Gene Carbone, VP, Finance and Corporate Secretary, Calavo Growers of California, along with Attorney Mark Brown of Troy and Gould discussed the recent financial struggles of Calavo. Founded in 1923, Calavo has been experiencing a shrinking market share. Non-member business has been an increasing portion of total business volume. They viewed the existing six-year revolving fund financing program as an unending merry-go-round. There was a short-time horizon of members who were maturing in age and many had only small size acreage. One dollar in every $5 in revolving fund balance was held by former members. So in 1996 Calavo decided to allow members to exchange one dollar of revolving fund for one share of stock. Non-member income would be paid out to shareholders, and members could buy other members’ and former members’ shares. Only members can hold shares. This proposal received 97 percent favorable member approval. Four year’s later market share is increasing due to growth in non-member business. Nevertheless, unfortunately the status of Calavo as a cooperative is threatened. Over 50 percent of the business is now non-member business. Once a cooperatives does more than 50 percent of its business with non-members the Capper Volstead protection is lost. Calavo has decided to propose to its membership a plan to convert to a regular C-Corporation. They expect member approval, which if granted, means non-members and employees will be able to own shares. This action will also require SEC registration and lots of business disclosure.

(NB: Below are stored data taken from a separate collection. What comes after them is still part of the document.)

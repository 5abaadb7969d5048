// ==========================================
// 过程质量控制台 - 测量值判定引擎
// ==========================================
// 依据: 在线检测判定规则 (SPC 四级判定)
// 红线: 判定是纯函数,无状态、无 I/O
// 红线: 边界一律严格不等式 (< / >),不得改为 <= / >=
// ==========================================
// 职责: (测量值, 限值集) → 质量状态 + 判定原因
// 输入: value + LimitSet
// 输出: QualityStatus / MeasurementEvaluation
// ==========================================

use crate::domain::limits::LimitSet;
use crate::domain::types::{EvaluationReason, QualityStatus};
use crate::engine::error::{EngineError, EngineResult};
use serde::{Deserialize, Serialize};
use tracing::instrument;

/// 默认预警带比例 (控制限至中心线距离的 30%)
pub const DEFAULT_WARNING_RATIO: f64 = 0.3;

// ==========================================
// ClassifierConfig - 判定参数
// ==========================================
#[derive(Debug, Clone, Copy, PartialEq, Serialize, Deserialize)]
pub struct ClassifierConfig {
    /// 预警带比例，取值 [0, 1]
    pub warning_ratio: f64,
}

impl Default for ClassifierConfig {
    fn default() -> Self {
        Self {
            warning_ratio: DEFAULT_WARNING_RATIO,
        }
    }
}

impl ClassifierConfig {
    /// 校验参数
    pub fn validate(&self) -> EngineResult<()> {
        if !self.warning_ratio.is_finite() || !(0.0..=1.0).contains(&self.warning_ratio) {
            return Err(EngineError::invalid(
                "warning_ratio",
                format!("预警带比例必须位于 [0, 1]，实际为 {}", self.warning_ratio),
            ));
        }
        Ok(())
    }
}

// ==========================================
// WarningBand - 预警带内侧阈值
// ==========================================
// value < lower 或 value > upper (且在控制限内) → Warning
#[derive(Debug, Clone, Copy, PartialEq, Serialize, Deserialize)]
pub struct WarningBand {
    pub lower: f64, // lcl + (cl - lcl) * ratio
    pub upper: f64, // ucl - (ucl - cl) * ratio
}

// ==========================================
// MeasurementEvaluation - 单值判定结果
// ==========================================
#[derive(Debug, Clone, PartialEq, Serialize, Deserialize)]
pub struct MeasurementEvaluation {
    pub value: f64,                // 测量值
    pub status: QualityStatus,     // 质量状态
    pub reason: EvaluationReason,  // 判定原因 (可解释性)
    pub deviation_from_cl: f64,    // 与中心线偏差 (value - cl)
}

// ==========================================
// StatusSummary - 状态分布统计
// ==========================================
#[derive(Debug, Clone, Default, PartialEq, Eq, Serialize, Deserialize)]
pub struct StatusSummary {
    pub total: usize,
    pub ok_count: usize,
    pub warning_count: usize,
    pub ooc_count: usize,
    pub oos_count: usize,
    pub worst: Option<QualityStatus>, // 最严重状态 (空集为 None)
}

impl StatusSummary {
    /// 计入一个状态
    pub fn record(&mut self, status: QualityStatus) {
        self.total += 1;
        match status {
            QualityStatus::Ok => self.ok_count += 1,
            QualityStatus::Warning => self.warning_count += 1,
            QualityStatus::OutOfControl => self.ooc_count += 1,
            QualityStatus::OutOfSpecification => self.oos_count += 1,
        }
        self.worst = Some(self.worst.map_or(status, |w| w.max(status)));
    }

    /// 从状态序列汇总
    pub fn from_statuses<I: IntoIterator<Item = QualityStatus>>(statuses: I) -> Self {
        let mut summary = Self::default();
        for status in statuses {
            summary.record(status);
        }
        summary
    }

    /// 指定状态的计数
    pub fn count_of(&self, status: QualityStatus) -> usize {
        match status {
            QualityStatus::Ok => self.ok_count,
            QualityStatus::Warning => self.warning_count,
            QualityStatus::OutOfControl => self.ooc_count,
            QualityStatus::OutOfSpecification => self.oos_count,
        }
    }
}

// ==========================================
// BatchEvaluation - 批量判定结果
// ==========================================
#[derive(Debug, Clone, PartialEq, Serialize, Deserialize)]
pub struct BatchEvaluation {
    pub evaluations: Vec<MeasurementEvaluation>,
    pub summary: StatusSummary,
}

// ==========================================
// MeasurementClassifier - 测量值判定引擎
// ==========================================
#[derive(Debug, Clone, Default)]
pub struct MeasurementClassifier {
    config: ClassifierConfig,
}

impl MeasurementClassifier {
    /// 创建判定引擎
    ///
    /// # 返回
    /// - Err(InvalidInput): warning_ratio 越界或非有限
    pub fn new(config: ClassifierConfig) -> EngineResult<Self> {
        config.validate()?;
        Ok(Self { config })
    }

    /// 使用默认参数 (ratio = 0.3)
    pub fn with_defaults() -> Self {
        Self::default()
    }

    pub fn config(&self) -> &ClassifierConfig {
        &self.config
    }

    // ==========================================
    // 核心方法
    // ==========================================

    /// 判定单个测量值
    pub fn classify(&self, value: f64, limits: &LimitSet) -> EngineResult<QualityStatus> {
        Ok(self.evaluate(value, limits)?.status)
    }

    /// 判定单个测量值 (带原因)
    ///
    /// 规则（顺序执行，命中即返回）:
    /// 1) value < lsl 或 value > usl → OOS
    /// 2) value < lcl 或 value > ucl → OOC
    /// 3) value < 预警下阈值 或 value > 预警上阈值 → Warning
    /// 4) 其他 → Ok
    pub fn evaluate(&self, value: f64, limits: &LimitSet) -> EngineResult<MeasurementEvaluation> {
        if !value.is_finite() {
            return Err(EngineError::invalid(
                "value",
                format!("测量值必须为有限数，实际为 {}", value),
            ));
        }
        Self::validate_limits(limits)?;

        let reason = self.determine_reason(value, limits);

        Ok(MeasurementEvaluation {
            value,
            status: reason.status(),
            reason,
            deviation_from_cl: value - limits.cl,
        })
    }

    /// 批量判定 (同一限值集)
    ///
    /// 任一测量值非法则整批失败，不返回部分结果
    #[instrument(skip(self, values, limits), fields(count = values.len()))]
    pub fn evaluate_batch(
        &self,
        values: &[f64],
        limits: &LimitSet,
    ) -> EngineResult<BatchEvaluation> {
        Self::validate_limits(limits)?;

        let evaluations = values
            .iter()
            .map(|&v| self.evaluate(v, limits))
            .collect::<EngineResult<Vec<_>>>()?;

        let summary = StatusSummary::from_statuses(evaluations.iter().map(|e| e.status));

        tracing::debug!(
            ok = summary.ok_count,
            warning = summary.warning_count,
            ooc = summary.ooc_count,
            oos = summary.oos_count,
            "batch evaluated"
        );

        Ok(BatchEvaluation {
            evaluations,
            summary,
        })
    }

    /// 计算预警带内侧阈值
    pub fn warning_band(&self, limits: &LimitSet) -> WarningBand {
        let ratio = self.config.warning_ratio;
        WarningBand {
            lower: limits.lcl + (limits.cl - limits.lcl) * ratio,
            upper: limits.ucl - (limits.ucl - limits.cl) * ratio,
        }
    }

    /// 校验限值集
    ///
    /// 拒绝: 非有限值、lcl > ucl、lsl > usl
    /// 不校验嵌套关系 (lsl <= lcl 等)
    pub fn validate_limits(limits: &LimitSet) -> EngineResult<()> {
        let fields = [
            ("lsl", limits.lsl),
            ("usl", limits.usl),
            ("lcl", limits.lcl),
            ("ucl", limits.ucl),
            ("cl", limits.cl),
        ];
        for (name, v) in fields {
            if !v.is_finite() {
                return Err(EngineError::invalid(
                    name,
                    format!("限值必须为有限数，实际为 {}", v),
                ));
            }
        }

        if limits.lcl > limits.ucl {
            return Err(EngineError::invalid(
                "lcl",
                format!("控制下限 {} 大于控制上限 {}", limits.lcl, limits.ucl),
            ));
        }
        if limits.lsl > limits.usl {
            return Err(EngineError::invalid(
                "lsl",
                format!("规格下限 {} 大于规格上限 {}", limits.lsl, limits.usl),
            ));
        }
        Ok(())
    }

    // ==========================================
    // 规则判定
    // ==========================================

    fn determine_reason(&self, value: f64, limits: &LimitSet) -> EvaluationReason {
        // 1. 规格限: 优先级最高
        if value < limits.lsl {
            return EvaluationReason::OosBelowLsl;
        }
        if value > limits.usl {
            return EvaluationReason::OosAboveUsl;
        }

        // 2. 控制限
        if value < limits.lcl {
            return EvaluationReason::OocBelowLcl;
        }
        if value > limits.ucl {
            return EvaluationReason::OocAboveUcl;
        }

        // 3. 预警带
        let band = self.warning_band(limits);
        if value < band.lower {
            return EvaluationReason::WarnLowerBand;
        }
        if value > band.upper {
            return EvaluationReason::WarnUpperBand;
        }

        EvaluationReason::OkWithinControl
    }
}

/// 使用默认参数判定单个测量值
pub fn classify_measurement(value: f64, limits: &LimitSet) -> EngineResult<QualityStatus> {
    MeasurementClassifier::with_defaults().classify(value, limits)
}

An entirely different approach was taken by Welch’s Foods, Inc. and the continuation of the cooperative status is assured. Thomas E. Callahan, Senior VP of Finance and CFO described Welch’s financial situation three years ago, when there was a near term need for more capital if Welch’s was going to continue growth. Welch’s created a Capital Formation Committee of the board of directors to evaluate the need for capital, to review the available capital options, and to target a recommended course of action. Welch’s could sell to or merge with an outside party, reduce the company’s size to fit the current financial structure, or add additional capital. The potential to sell the business was very high due to the company’s premium brand and market position in juice, jams and jellies. But such a sale would most likely jeopardize grower value. Meanwhile, CoBank was becoming concerned about Welch’s diminished financial flexibility due to a high debt load that threatened its ability to grow. CoBank strongly encouraged a program that would increase Welch’s equity, the use of trust preferred securities. Credit rating agencies and accounting treat trust preferred securities as equity. IRS treats coupon payments as deductible interest expense. Trust preferred securities provide more permanent capital at a reasonable cost premium over similar debt issue. The general terms are: 15 to 30 years, at a rate approximately 125 to 200 basis points above Treasury, generally subordinate to all debt, able to defer interest for some period, often up to 5 years, and are callable at will with "make whole" provisions. Welch’s decided to use trust preferred securities to raise $25 million of equity, and was issued 30-year fixed rate trust preferred securities with the John Hancock Insurance Company.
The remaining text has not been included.